▶ [DATA SECTION]:
####
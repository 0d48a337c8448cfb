//! Drives one adapter across every expanded query.
//!
//! Query-level failures are logged and skipped. A quota signal that the
//! adapter could not rotate past ends the provider's run; rows gathered so
//! far are kept. Item-level parse failures drop the item and are counted.

use std::sync::atomic::{AtomicBool, Ordering};
use std::sync::Arc;

use futures::stream::{self, StreamExt};

use crate::error::ScraperError;
use crate::provider::{ProviderAdapter, ProviderKind, ProviderRow};

/// Cooperative cancellation shared between the caller and running searches.
///
/// Once set, no further provider queries are issued. Parses already under
/// way finish or time out on their own.
#[derive(Debug, Clone, Default)]
pub struct CancelFlag(Arc<AtomicBool>);

impl CancelFlag {
    #[must_use]
    pub fn new() -> Self {
        Self::default()
    }

    pub fn cancel(&self) {
        self.0.store(true, Ordering::SeqCst);
    }

    #[must_use]
    pub fn is_cancelled(&self) -> bool {
        self.0.load(Ordering::SeqCst)
    }
}

#[derive(Debug, Clone)]
pub struct CollectOptions {
    /// Upper bound on concurrent `parse` calls for one query's results.
    pub max_concurrent_parses: usize,
    pub cancel: CancelFlag,
}

impl Default for CollectOptions {
    fn default() -> Self {
        Self {
            max_concurrent_parses: 8,
            cancel: CancelFlag::new(),
        }
    }
}

/// What happened while collecting from one provider.
#[derive(Debug, Clone, PartialEq, Eq)]
pub struct ProviderReport {
    pub provider: ProviderKind,
    pub queries_attempted: usize,
    pub queries_failed: usize,
    pub raw_items: usize,
    pub parsed: usize,
    pub dropped: usize,
    pub degraded: usize,
    pub quota_exhausted: bool,
    pub cancelled: bool,
}

impl ProviderReport {
    #[must_use]
    pub fn new(provider: ProviderKind) -> Self {
        Self {
            provider,
            queries_attempted: 0,
            queries_failed: 0,
            raw_items: 0,
            parsed: 0,
            dropped: 0,
            degraded: 0,
            quota_exhausted: false,
            cancelled: false,
        }
    }
}

#[derive(Debug)]
pub struct ProviderOutcome {
    pub rows: Vec<ProviderRow>,
    pub report: ProviderReport,
}

/// Searches every query with `adapter` and parses the results.
///
/// Never fails: provider and item failures are absorbed into the returned
/// [`ProviderReport`].
pub async fn collect(
    adapter: &dyn ProviderAdapter,
    queries: &[String],
    options: &CollectOptions,
) -> ProviderOutcome {
    let provider = adapter.kind();
    let mut report = ProviderReport::new(provider);
    let mut rows = Vec::new();

    for query in queries {
        if options.cancel.is_cancelled() {
            report.cancelled = true;
            tracing::info!(provider = %provider, "search cancelled, no further queries issued");
            break;
        }

        report.queries_attempted += 1;
        let raw = match adapter.search(query).await {
            Ok(raw) => raw,
            Err(e) if e.is_quota() => {
                report.queries_failed += 1;
                report.quota_exhausted = true;
                tracing::warn!(
                    provider = %provider,
                    query = %query,
                    error = %e,
                    "quota exhausted, skipping remaining queries for provider"
                );
                break;
            }
            Err(e) => {
                report.queries_failed += 1;
                tracing::warn!(provider = %provider, query = %query, error = %e, "search failed");
                continue;
            }
        };

        tracing::debug!(provider = %provider, query = %query, count = raw.len(), "search returned items");
        report.raw_items += raw.len();

        let parsed: Vec<Result<ProviderRow, ScraperError>> = stream::iter(raw)
            .map(|item| adapter.parse(item))
            .buffered(options.max_concurrent_parses.max(1))
            .collect()
            .await;

        for result in parsed {
            match result {
                Ok(row) => {
                    if row.degraded {
                        report.degraded += 1;
                    }
                    report.parsed += 1;
                    rows.push(row);
                }
                Err(e) => {
                    report.dropped += 1;
                    tracing::debug!(provider = %provider, error = %e, "dropping item that failed to parse");
                }
            }
        }
    }

    if report.dropped > 0 {
        tracing::warn!(provider = %provider, dropped = report.dropped, "items dropped during parse");
    }
    tracing::info!(
        provider = %provider,
        queries = report.queries_attempted,
        failed = report.queries_failed,
        parsed = report.parsed,
        degraded = report.degraded,
        "provider collection finished"
    );

    ProviderOutcome { rows, report }
}

#[cfg(test)]
#[path = "collect_test.rs"]
mod tests;
//! Android (Google Play) adapter backed by `SerpApi`.
//!
//! `search` walks `engine=google_play` result pages through
//! `serpapi_pagination.next`. `parse` performs an `engine=google_play_product`
//! detail lookup per app under a deadline; when the lookup times out or
//! fails the row keeps the listing fields and is marked degraded.
//!
//! Rows use the field names of the Play store's own app-details payload
//! (`appId`, `genre`, `released`, `updated`, `minInstalls`, `privacyPolicy`,
//! ...) so the schema normalizer sees one Android vocabulary.

use std::time::Duration;

use async_trait::async_trait;
use reqwest::Url;
use serde_json::{Map, Value as JsonValue};

use super::{clean_string_fields, required_id, set_query_param};
use crate::credentials::{with_rotation, Credential, CredentialRing};
use crate::enrich::{enrichment_deadline, keyed_with_deadline};
use crate::error::ScraperError;
use crate::http::{decode_json, endpoint, is_quota_message, parse_base_url, HttpSettings, ProviderHttp};
use crate::provider::{ProviderAdapter, ProviderKind, ProviderRow, RawItem, SearchContext};
use crate::types::{SerpApiProductResponse, SerpApiSearchResponse};

const DEFAULT_BASE_URL: &str = "https://serpapi.com/";
const MAX_SEARCH_PAGES: usize = 30;

pub struct GooglePlayAdapter {
    http: ProviderHttp,
    base_url: Url,
    context: SearchContext,
    credentials: CredentialRing,
    deadline: Duration,
}

impl GooglePlayAdapter {
    /// # Errors
    ///
    /// Returns [`ScraperError::Http`] if the HTTP client cannot be built.
    pub fn new(
        settings: &HttpSettings,
        context: SearchContext,
        api_keys: Vec<String>,
    ) -> Result<Self, ScraperError> {
        Self::with_base_url(settings, context, api_keys, DEFAULT_BASE_URL)
    }

    /// Creates an adapter against a custom base URL (for testing with wiremock).
    ///
    /// # Errors
    ///
    /// Returns [`ScraperError::InvalidUrl`] if `base_url` does not parse.
    pub fn with_base_url(
        settings: &HttpSettings,
        context: SearchContext,
        api_keys: Vec<String>,
        base_url: &str,
    ) -> Result<Self, ScraperError> {
        Ok(Self {
            http: ProviderHttp::new(ProviderKind::GooglePlay, settings)?,
            base_url: parse_base_url(base_url)?,
            context,
            credentials: CredentialRing::new(api_keys),
            deadline: enrichment_deadline(ProviderKind::GooglePlay),
        })
    }

    /// Overrides the per-item detail lookup deadline.
    #[must_use]
    pub fn with_enrichment_deadline(mut self, deadline: Duration) -> Self {
        self.deadline = deadline;
        self
    }

    fn search_url(&self, query: &str) -> Result<Url, ScraperError> {
        let mut url = endpoint(&self.base_url, "search.json")?;
        url.query_pairs_mut()
            .append_pair("engine", "google_play")
            .append_pair("store", "apps")
            .append_pair("q", query)
            .append_pair("hl", &self.context.lang)
            .append_pair("gl", &self.context.country);
        Ok(url)
    }

    fn max_pages(&self) -> usize {
        self.http.settings().max_pages.min(MAX_SEARCH_PAGES)
    }
}

/// GETs a `SerpApi` URL with the ring's current key, rotating keys when the
/// plan is exhausted.
async fn serpapi_get(
    http: &ProviderHttp,
    credentials: &CredentialRing,
    url: &Url,
    context: &str,
) -> Result<String, ScraperError> {
    with_rotation(credentials, ProviderKind::GooglePlay, |credential| {
        serpapi_fetch(http, credential, url, context)
    })
    .await
}

/// One `SerpApi` GET with a fixed key. Quota exhaustion comes back as
/// [`ScraperError::QuotaExceeded`] for the caller to act on.
async fn serpapi_fetch(
    http: &ProviderHttp,
    credential: Credential,
    url: &Url,
    context: &str,
) -> Result<String, ScraperError> {
    let mut keyed = url.clone();
    set_query_param(&mut keyed, "api_key", &credential.key);
    let body = http.get_text(&keyed).await?;
    // SerpApi reports some failures in a 200 body.
    if let Ok(JsonValue::Object(obj)) = serde_json::from_str::<JsonValue>(&body) {
        if let Some(message) = obj.get("error").and_then(JsonValue::as_str) {
            if is_quota_message(message) {
                return Err(ScraperError::QuotaExceeded {
                    provider: ProviderKind::GooglePlay.to_string(),
                });
            }
            if !message.to_ascii_lowercase().contains("hasn't returned any results") {
                return Err(ScraperError::Malformed {
                    provider: ProviderKind::GooglePlay.to_string(),
                    reason: format!("{context}: {message}"),
                });
            }
        }
    }
    Ok(body)
}

#[async_trait]
impl ProviderAdapter for GooglePlayAdapter {
    fn kind(&self) -> ProviderKind {
        ProviderKind::GooglePlay
    }

    async fn search(&self, query: &str) -> Result<Vec<RawItem>, ScraperError> {
        let mut items = Vec::new();
        let mut url = self.search_url(query)?;

        for page in 0..self.max_pages() {
            let context = format!("google play search '{query}' page {page}");
            let body = match serpapi_get(&self.http, &self.credentials, &url, &context).await {
                Ok(body) => body,
                Err(e) if page > 0 && !e.is_quota() => {
                    tracing::warn!(query, page, error = %e, "google play page failed, keeping earlier pages");
                    break;
                }
                Err(e) => return Err(e),
            };
            let response: SerpApiSearchResponse = decode_json(&body, &context)?;

            let before = items.len();
            items.extend(response.organic_results.into_iter().flat_map(|group| group.items));
            tracing::debug!(query, page, count = items.len() - before, "google play search page");

            let Some(next) = response.serpapi_pagination.and_then(|p| p.next) else {
                break;
            };
            url = parse_base_url(&next)?;
            self.http.page_delay().await;
        }

        Ok(items)
    }

    async fn parse(&self, item: RawItem) -> Result<ProviderRow, ScraperError> {
        let product_id = required_id(ProviderKind::GooglePlay, &item, "product_id")?;
        let mut row = listing_row(&product_id, &item);

        let mut detail_url = endpoint(&self.base_url, "search.json")?;
        detail_url
            .query_pairs_mut()
            .append_pair("engine", "google_play_product")
            .append_pair("store", "apps")
            .append_pair("product_id", &product_id)
            .append_pair("hl", &self.context.lang)
            .append_pair("gl", &self.context.country);

        let context = format!("google play product '{product_id}'");
        let lookup = |credential: Credential| {
            let http = self.http.clone();
            let url = detail_url.clone();
            let context = context.clone();
            async move {
                let body = serpapi_fetch(&http, credential, &url, &context).await?;
                decode_json::<SerpApiProductResponse>(&body, &context)
            }
        };

        let detail = keyed_with_deadline(
            &self.credentials,
            ProviderKind::GooglePlay,
            self.deadline,
            lookup,
        )
        .await;
        match detail {
            Ok(detail) => apply_detail(&mut row.fields, detail),
            Err(e) => {
                tracing::debug!(product_id = %product_id, error = %e, "google play detail lookup failed, keeping listing fields");
                row.degraded = true;
            }
        }

        clean_string_fields(&mut row.fields);
        Ok(row)
    }
}

/// Row built from a search listing alone.
fn listing_row(product_id: &str, item: &JsonValue) -> ProviderRow {
    let mut row = ProviderRow::new(ProviderKind::GooglePlay);
    row.set("appId", product_id);
    let copy = |row: &mut ProviderRow, from: &str, to: &str| {
        if let Some(value) = item.get(from).filter(|v| !v.is_null()) {
            row.set(to, value.clone());
        }
    };
    copy(&mut row, "title", "title");
    copy(&mut row, "link", "url");
    copy(&mut row, "rating", "score");
    copy(&mut row, "author", "developer");
    copy(&mut row, "description", "description");
    copy(&mut row, "category", "genre");

    let price = item.get("price").and_then(JsonValue::as_str);
    row.set("free", if is_free_offer(price) { "True" } else { "False" });
    if let Some(price) = price {
        row.set("price", price);
    }
    row
}

fn apply_detail(fields: &mut Map<String, JsonValue>, detail: SerpApiProductResponse) {
    if let Some(info) = detail.product_info {
        put_text(fields, "title", info.title);
        put_text(fields, "minInstalls", info.downloads);
        put_text(fields, "contentRating", info.content_rating.and_then(|l| l.text));
        put_text(fields, "developer", info.authors.into_iter().find_map(|a| a.text));
        let offer = info.offers.into_iter().find_map(|o| o.text);
        let free = if is_free_offer(offer.as_deref()) { "True" } else { "False" };
        fields.insert("free".to_string(), JsonValue::from(free));
        if offer.as_deref().is_some_and(|o| o.contains(['$', '€', '£'])) {
            put_text(fields, "price", offer);
        }
        if let Some(rating) = info.rating {
            fields.insert("score".to_string(), JsonValue::from(rating));
        }
        if let Some(reviews) = info.reviews {
            fields.insert("ratings".to_string(), JsonValue::from(reviews));
        }
    }

    if let Some(about) = detail.about_this_app {
        put_text(fields, "description", about.snippet);
        for entry in about.info {
            match entry.name.to_ascii_lowercase().as_str() {
                "updated on" => put_text(fields, "updated", entry.value),
                "released on" => put_text(fields, "released", entry.value),
                "offered by" => put_text(fields, "developer", entry.value),
                _ => {}
            }
        }
    }

    if let Some(developer) = detail.developer {
        put_text(fields, "developerWebsite", developer.website);
        put_text(fields, "privacyPolicy", developer.privacy_policy);
    }
}

fn put_text(fields: &mut Map<String, JsonValue>, key: &str, value: Option<String>) {
    if let Some(value) = value.filter(|v| !v.trim().is_empty()) {
        fields.insert(key.to_string(), JsonValue::String(value));
    }
}

/// An "Install" offer, a zero price or no price at all means the app is free.
fn is_free_offer(offer: Option<&str>) -> bool {
    match offer.map(str::trim) {
        None | Some("") => true,
        Some(text) => {
            let lower = text.to_ascii_lowercase();
            lower == "free"
                || lower.starts_with("install")
                || lower.trim_start_matches(['$', '€', '£']).parse::<f64>() == Ok(0.0)
        }
    }
}
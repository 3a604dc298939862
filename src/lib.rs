pub mod app;
pub mod auth;
pub mod cli;
pub mod config;
pub mod database;
pub mod error;
pub mod handlers;
pub mod middleware;
pub mod services;

pub use app::{app, AppState};
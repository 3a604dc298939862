use chrono::{DateTime, Utc};
use serde::{Deserialize, Serialize};
use sqlx::FromRow;

use crate::database::object_id::{InvalidObjectId, ObjectId};

#[derive(Debug, Clone, PartialEq, Serialize, Deserialize)]
#[serde(rename_all = "camelCase")]
pub struct Tweet {
    #[serde(rename = "_id")]
    pub id: ObjectId,
    pub content: String,
    pub owner: ObjectId,
    pub created_at: DateTime<Utc>,
    pub updated_at: DateTime<Utc>,
}

#[derive(Debug, Clone)]
pub struct NewTweet {
    pub content: String,
    pub owner: ObjectId,
}

impl NewTweet {
    pub fn into_tweet(self) -> Tweet {
        let now = Utc::now();
        Tweet {
            id: ObjectId::new(),
            content: self.content,
            owner: self.owner,
            created_at: now,
            updated_at: now,
        }
    }
}

/// Contents of every tweet of one owner, grouped into a single sequence.
#[derive(Debug, Clone, PartialEq, Serialize, Deserialize)]
pub struct UserTweets {
    pub tweets: Vec<String>,
}

/// Row shape of the `tweets` table
#[derive(Debug, FromRow)]
pub struct TweetRow {
    pub id: String,
    pub content: String,
    pub owner: String,
    pub created_at: DateTime<Utc>,
    pub updated_at: DateTime<Utc>,
}

impl TryFrom<TweetRow> for Tweet {
    type Error = InvalidObjectId;

    fn try_from(row: TweetRow) -> Result<Self, Self::Error> {
        Ok(Tweet {
            id: row.id.parse()?,
            content: row.content,
            owner: row.owner.parse()?,
            created_at: row.created_at,
            updated_at: row.updated_at,
        })
    }
}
####
Within the listing above, the range opens at the line with "self.http.settings().max_pages.min(MAX_SEARCH_PAGES)" and closes at the line with "let body = http.get_text(&keyed).await?;". Reproduce exactly the lines of that range, including both ends.

▶ [WRITTEN REPLY]:
        self.http.settings().max_pages.min(MAX_SEARCH_PAGES)
    }
}

/// GETs a `SerpApi` URL with the ring's current key, rotating keys when the
/// plan is exhausted.
async fn serpapi_get(
    http: &ProviderHttp,
    credentials: &CredentialRing,
    url: &Url,
    context: &str,
) -> Result<String, ScraperError> {
    with_rotation(credentials, ProviderKind::GooglePlay, |credential| {
        serpapi_fetch(http, credential, url, context)
    })
    .await
}

/// One `SerpApi` GET with a fixed key. Quota exhaustion comes back as
/// [`ScraperError::QuotaExceeded`] for the caller to act on.
async fn serpapi_fetch(
    http: &ProviderHttp,
    credential: Credential,
    url: &Url,
    context: &str,
) -> Result<String, ScraperError> {
    let mut keyed = url.clone();
    set_query_param(&mut keyed, "api_key", &credential.key);
    let body = http.get_text(&keyed).await?;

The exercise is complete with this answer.